*** Opening of SUPPLIED MATERIAL ***

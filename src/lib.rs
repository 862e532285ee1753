//! # Gleaner
//!
//! A scrape-and-harvest pipeline: turns declarative scrape requests into structured
//! payloads and feeds, and harvests configured repositories on a schedule.
//!
//! ## Architecture
//!
//! ```text
//! Fetcher / RenderEngine → ScrapeEngine → Plugins → Store
//!                                  ↑
//!                         HarvestScheduler (tick, claim, backoff)
//! ```
//!
//! ## Quick Start
//!
//! ```bash
//! # Look at a page
//! gleaner scrape https://example.com --emit text,feeds
//!
//! # Create a repository and give it a source
//! gleaner repo add "Rust news" --refresh 1h
//! gleaner source add <repository-id> https://blog.rust-lang.org/feed.xml
//!
//! # Harvest whatever is due, once
//! gleaner harvest --once
//! ```

/// Application context, correlation ids and error handling.
///
/// The [`AppContext`](app::AppContext) struct wires together store, scrape engine,
/// plugin registry and configuration.
pub mod app;

/// Command-line interface using clap.
pub mod cli;

/// Configuration loaded from `~/.config/gleaner/config.toml`.
pub mod config;

/// Background daemon running the harvest scheduler.
///
/// - `gleaner daemon start` - Start the background scheduler
/// - `gleaner daemon stop` - Stop the daemon
/// - `gleaner daemon status` - Check if daemon is running
pub mod daemon;

/// Feed discovery: native `<link rel="alternate">` feeds and generic repeating-element rules.
pub mod discovery;

/// XPath evaluation and DOM helpers over `scraper` documents.
pub mod dom;

/// Core domain models: requests, responses, feeds, repositories and documents.
pub mod domain;

/// Per-owner limits.
pub mod entitlements;

/// Feed type detection, the feed parser chain and the synchronous feed entry points.
pub mod feed;

/// Guarded HTTP fetching.
///
/// - [`Fetcher`](fetcher::Fetcher): Async trait for GETs with status, content-type and size guards
/// - [`HttpFetcher`](fetcher::HttpFetcher): reqwest-based implementation with a short-lived cache
pub mod fetcher;

/// Scheduled harvesting, retention and backoff.
pub mod harvest;

/// Fragment-transform and document plugins.
pub mod plugins;

/// Headless browser rendering via chromiumoxide.
pub mod render;

/// The scrape engine and readability extraction.
pub mod scrape;

/// SQLite persistence layer.
///
/// - [`Store`](store::Store): Trait defining storage operations
/// - [`SqliteStore`](store::SqliteStore): SQLite implementation
pub mod store;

*** Close of SUPPLIED MATERIAL ***

__INSTRUCTIONS FOR THE TASK__. Lines above that have "https": copy each of them.

__OUTPUT FOR THIS TASK__.
//! gleaner scrape https://example.com --emit text,feeds
//! gleaner source add <repository-id> https://blog.rust-lang.org/feed.xml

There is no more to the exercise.